Work item
The required answer is a copy of each line in the entries below that includes "rounds".

Stored data entries
---

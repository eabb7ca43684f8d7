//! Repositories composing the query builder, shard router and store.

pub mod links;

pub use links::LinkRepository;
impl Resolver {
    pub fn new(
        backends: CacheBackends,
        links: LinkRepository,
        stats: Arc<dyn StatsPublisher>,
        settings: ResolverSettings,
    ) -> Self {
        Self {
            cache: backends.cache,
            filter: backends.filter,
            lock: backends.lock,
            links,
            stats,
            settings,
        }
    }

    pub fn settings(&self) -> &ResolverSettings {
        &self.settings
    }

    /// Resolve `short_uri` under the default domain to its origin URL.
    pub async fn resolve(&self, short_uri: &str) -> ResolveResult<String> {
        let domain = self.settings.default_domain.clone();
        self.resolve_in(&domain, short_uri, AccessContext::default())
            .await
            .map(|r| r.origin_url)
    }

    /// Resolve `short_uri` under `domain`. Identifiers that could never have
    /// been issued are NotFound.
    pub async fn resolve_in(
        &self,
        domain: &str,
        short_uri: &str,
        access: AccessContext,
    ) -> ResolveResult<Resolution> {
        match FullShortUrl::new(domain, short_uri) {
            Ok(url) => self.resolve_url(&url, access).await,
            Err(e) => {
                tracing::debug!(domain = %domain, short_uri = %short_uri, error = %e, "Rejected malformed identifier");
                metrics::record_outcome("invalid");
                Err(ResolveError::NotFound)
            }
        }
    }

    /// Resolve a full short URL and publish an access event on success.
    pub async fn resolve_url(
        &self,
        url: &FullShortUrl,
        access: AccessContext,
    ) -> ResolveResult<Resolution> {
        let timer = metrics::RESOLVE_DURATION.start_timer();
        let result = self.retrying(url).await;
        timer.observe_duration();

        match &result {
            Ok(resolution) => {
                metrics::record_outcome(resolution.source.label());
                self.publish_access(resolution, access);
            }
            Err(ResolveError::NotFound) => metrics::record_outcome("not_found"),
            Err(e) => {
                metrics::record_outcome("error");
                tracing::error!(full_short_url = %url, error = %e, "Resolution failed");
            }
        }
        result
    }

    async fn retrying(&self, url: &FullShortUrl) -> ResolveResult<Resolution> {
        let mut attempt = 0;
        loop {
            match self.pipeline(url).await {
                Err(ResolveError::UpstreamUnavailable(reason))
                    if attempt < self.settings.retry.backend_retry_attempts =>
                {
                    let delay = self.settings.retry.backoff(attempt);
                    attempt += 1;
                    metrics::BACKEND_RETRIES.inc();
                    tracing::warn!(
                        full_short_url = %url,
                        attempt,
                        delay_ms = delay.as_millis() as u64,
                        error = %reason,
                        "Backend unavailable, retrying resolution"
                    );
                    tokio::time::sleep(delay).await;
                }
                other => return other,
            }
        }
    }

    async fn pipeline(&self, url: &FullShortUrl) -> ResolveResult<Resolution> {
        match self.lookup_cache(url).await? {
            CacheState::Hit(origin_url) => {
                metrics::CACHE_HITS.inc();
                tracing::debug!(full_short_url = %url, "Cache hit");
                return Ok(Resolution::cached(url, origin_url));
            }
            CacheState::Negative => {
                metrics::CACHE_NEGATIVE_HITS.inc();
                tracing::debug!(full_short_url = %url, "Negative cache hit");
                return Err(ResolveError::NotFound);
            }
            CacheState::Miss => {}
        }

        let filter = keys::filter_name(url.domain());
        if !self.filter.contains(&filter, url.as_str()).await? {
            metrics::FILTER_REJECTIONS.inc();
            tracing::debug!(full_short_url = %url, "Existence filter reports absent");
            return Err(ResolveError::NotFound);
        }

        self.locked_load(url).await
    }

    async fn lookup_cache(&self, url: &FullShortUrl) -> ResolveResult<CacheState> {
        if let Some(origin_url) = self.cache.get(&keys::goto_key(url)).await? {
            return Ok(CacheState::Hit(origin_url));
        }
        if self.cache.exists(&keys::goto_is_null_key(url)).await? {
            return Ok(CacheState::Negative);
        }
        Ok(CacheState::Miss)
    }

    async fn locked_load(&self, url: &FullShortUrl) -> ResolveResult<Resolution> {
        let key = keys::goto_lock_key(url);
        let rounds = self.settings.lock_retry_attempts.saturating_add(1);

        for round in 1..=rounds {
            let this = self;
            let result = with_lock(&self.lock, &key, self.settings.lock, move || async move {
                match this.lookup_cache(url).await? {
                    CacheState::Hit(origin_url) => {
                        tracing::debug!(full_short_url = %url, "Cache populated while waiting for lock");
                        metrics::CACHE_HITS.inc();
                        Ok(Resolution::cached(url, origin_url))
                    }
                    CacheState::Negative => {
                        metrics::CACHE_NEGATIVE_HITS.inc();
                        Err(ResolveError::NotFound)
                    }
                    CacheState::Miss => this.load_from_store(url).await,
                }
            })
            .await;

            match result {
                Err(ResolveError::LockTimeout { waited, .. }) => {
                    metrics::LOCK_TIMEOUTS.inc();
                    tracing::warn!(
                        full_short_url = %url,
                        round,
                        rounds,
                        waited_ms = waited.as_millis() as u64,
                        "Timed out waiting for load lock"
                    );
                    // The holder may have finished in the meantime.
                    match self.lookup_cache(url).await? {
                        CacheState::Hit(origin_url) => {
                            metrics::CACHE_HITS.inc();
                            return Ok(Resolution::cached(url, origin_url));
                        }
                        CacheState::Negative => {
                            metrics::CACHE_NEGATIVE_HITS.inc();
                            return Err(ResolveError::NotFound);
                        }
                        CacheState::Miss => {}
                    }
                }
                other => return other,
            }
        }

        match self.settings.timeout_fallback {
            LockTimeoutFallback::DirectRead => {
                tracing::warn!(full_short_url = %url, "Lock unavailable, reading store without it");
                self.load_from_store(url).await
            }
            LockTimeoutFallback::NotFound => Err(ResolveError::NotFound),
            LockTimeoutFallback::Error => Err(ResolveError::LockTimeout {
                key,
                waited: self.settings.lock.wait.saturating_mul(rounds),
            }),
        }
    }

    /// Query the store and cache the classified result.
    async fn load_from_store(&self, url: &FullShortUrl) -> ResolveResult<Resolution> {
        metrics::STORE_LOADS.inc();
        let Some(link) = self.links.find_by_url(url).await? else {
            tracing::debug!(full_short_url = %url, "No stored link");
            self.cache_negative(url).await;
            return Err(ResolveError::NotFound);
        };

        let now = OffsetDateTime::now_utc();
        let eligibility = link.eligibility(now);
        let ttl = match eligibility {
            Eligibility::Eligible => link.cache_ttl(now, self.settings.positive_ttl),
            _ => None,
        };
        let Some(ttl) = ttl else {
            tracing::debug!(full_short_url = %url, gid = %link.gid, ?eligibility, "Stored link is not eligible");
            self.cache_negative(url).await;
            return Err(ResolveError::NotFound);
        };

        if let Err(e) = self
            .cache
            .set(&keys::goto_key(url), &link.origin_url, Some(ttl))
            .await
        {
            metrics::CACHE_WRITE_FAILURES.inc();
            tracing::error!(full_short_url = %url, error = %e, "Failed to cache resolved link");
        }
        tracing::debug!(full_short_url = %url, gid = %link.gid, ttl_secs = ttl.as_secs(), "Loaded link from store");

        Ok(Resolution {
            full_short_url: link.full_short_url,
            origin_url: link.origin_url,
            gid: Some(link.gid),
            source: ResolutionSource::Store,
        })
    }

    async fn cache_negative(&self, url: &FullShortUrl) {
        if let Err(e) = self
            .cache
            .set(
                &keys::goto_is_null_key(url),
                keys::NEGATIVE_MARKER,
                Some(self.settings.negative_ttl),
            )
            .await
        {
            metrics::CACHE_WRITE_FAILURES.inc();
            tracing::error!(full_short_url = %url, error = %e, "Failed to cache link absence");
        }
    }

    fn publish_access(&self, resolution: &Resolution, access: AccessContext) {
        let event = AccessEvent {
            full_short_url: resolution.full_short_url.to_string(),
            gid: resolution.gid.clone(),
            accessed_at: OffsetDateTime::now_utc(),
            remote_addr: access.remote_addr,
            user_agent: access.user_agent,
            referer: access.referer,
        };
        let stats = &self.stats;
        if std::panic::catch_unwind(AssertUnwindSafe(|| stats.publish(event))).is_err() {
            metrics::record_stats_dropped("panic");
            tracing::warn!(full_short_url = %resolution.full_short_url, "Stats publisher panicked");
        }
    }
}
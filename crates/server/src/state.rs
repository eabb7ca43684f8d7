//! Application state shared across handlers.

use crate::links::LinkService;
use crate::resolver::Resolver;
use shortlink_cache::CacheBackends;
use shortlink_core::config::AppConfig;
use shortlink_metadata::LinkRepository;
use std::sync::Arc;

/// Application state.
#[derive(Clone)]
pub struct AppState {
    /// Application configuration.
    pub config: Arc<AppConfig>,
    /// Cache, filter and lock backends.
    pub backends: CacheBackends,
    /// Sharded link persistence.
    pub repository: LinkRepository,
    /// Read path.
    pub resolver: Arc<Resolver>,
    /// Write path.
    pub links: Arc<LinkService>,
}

---

Answer section
        let rounds = self.settings.lock_retry_attempts.saturating_add(1);
        for round in 1..=rounds {
                        rounds,
                waited: self.settings.lock.wait.saturating_mul(rounds),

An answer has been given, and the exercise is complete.